London clay is notorious for causing subsidence during dry weather and for some reason this area of London always suffers badly. There are a few cracks in the wall in my room which have grown bigger and bigger over the last year. It has also caused the roof to leak in one place and the garden pathway to crack. I don't know how it works exactly, but I'm hoping that when it does rain the clay will expand again and everything will click back into place. :unsure:

As for rainfall, we measured 485.2mm 1st March 2011 - 29th Feb 2012.

I really don't want a washout summer, but we are probably going to need it if things are to get back to normal.

I have the same problem in the north-east with cracking due to drying of the clays.

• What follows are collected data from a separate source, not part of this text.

/*!
 * Configuration handling for lsl
 */

use std::env;
use std::ffi::OsString;

use clap::Parser;

use crate::bail;
use crate::error::Result;

/// Name used as the prefix of every diagnostic line
pub const PROGRAM_NAME: &str = "lsl";

/// Environment variable bounding the number of entries listed per directory
pub const MAX_ENTRIES_ENV: &str = "LSL_MAX_ENTRIES";

/// Command-line arguments for lsl
///
/// No flags are recognized: every argument, including ones starting with a
/// hyphen, is a path.
#[derive(Parser, Debug, Clone)]
#[clap(
    name = "lsl",
    version = env!("CARGO_PKG_VERSION"),
    about = "List directory contents in long format",
    disable_help_flag = true,
    disable_version_flag = true
)]
pub struct Args {
    /// Files or directories to list
    #[clap(allow_hyphen_values = true, trailing_var_arg = true)]
    pub paths: Vec<String>,
}

impl Args {
    /// Parse a full invocation, program name first
    ///
    /// An explicit end-of-options marker is inserted ahead of the user's
    /// arguments, so a literal `--` given by the user stays a path.
    pub fn from_invocation<I, T>(invocation: I) -> Self
    where
        I: IntoIterator<Item = T>,
        T: Into<OsString>,
    {
        let mut invocation = invocation.into_iter().map(Into::into);
        let program = invocation
            .next()
            .unwrap_or_else(|| OsString::from(PROGRAM_NAME));
        let argv = std::iter::once(program)
            .chain(std::iter::once(OsString::from("--")))
            .chain(invocation);
        Self::parse_from(argv)
    }
}

/// Application configuration
#[derive(Clone, Debug)]
pub struct Config {
    /// Paths to list, in invocation order
    pub paths: Vec<String>,

    /// Prefix for diagnostics
    pub program_name: String,

    /// Upper bound on entries collected per directory (unbounded if None)
    pub max_entries: Option<usize>,
}

impl Default for Config {
    fn default() -> Self {
        Self {
            paths: Vec::new(),
            program_name: PROGRAM_NAME.to_string(),
            max_entries: None,
        }
    }
}

impl Config {
    /// Create configuration from command-line arguments
    pub fn from_args(args: Args) -> Self {
        Self {
            paths: args.paths,
            ..Self::default()
        }
    }

    /// Apply overrides taken from the process environment
    pub fn with_env_overrides(self) -> Result<Self> {
        let limit = env::var(MAX_ENTRIES_ENV).ok();
        self.with_max_entries(limit.as_deref())
    }

    /// Apply a textual entry limit, as read from the environment
    pub fn with_max_entries(mut self, limit: Option<&str>) -> Result<Self> {
        let Some(raw) = limit.map(str::trim).filter(|s| !s.is_empty()) else {
            return Ok(self);
        };
        match raw.parse::<usize>() {
            Ok(0) => bail!(Config, "{} must be greater than zero", MAX_ENTRIES_ENV),
            Ok(n) => self.max_entries = Some(n),
            Err(_) => bail!(Config, "{} is not a number: {}", MAX_ENTRIES_ENV, raw),
        }
        Ok(self)
    }
}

I work as a geotechnical engineer, and your'e correct, London Clay does generally recover to it's equilibrium state when recharged with moisture. However, not all clays recover in the same way, some will be altered once the process of desiccation has begun, and will not recover to a 'default' setting resulting in permanent settlement (or heave should you have a persistent deluge) I expect this to become a real problem this summer in the absence of any substantive recharge in soils moisture and groundwater levels....so watch this space.

i would be particularly concerned about those properties constructed in the relatively wet summers of around 2006/2007 (think that's correct) where the desiccation will be seriously testing clay formations for the first time.....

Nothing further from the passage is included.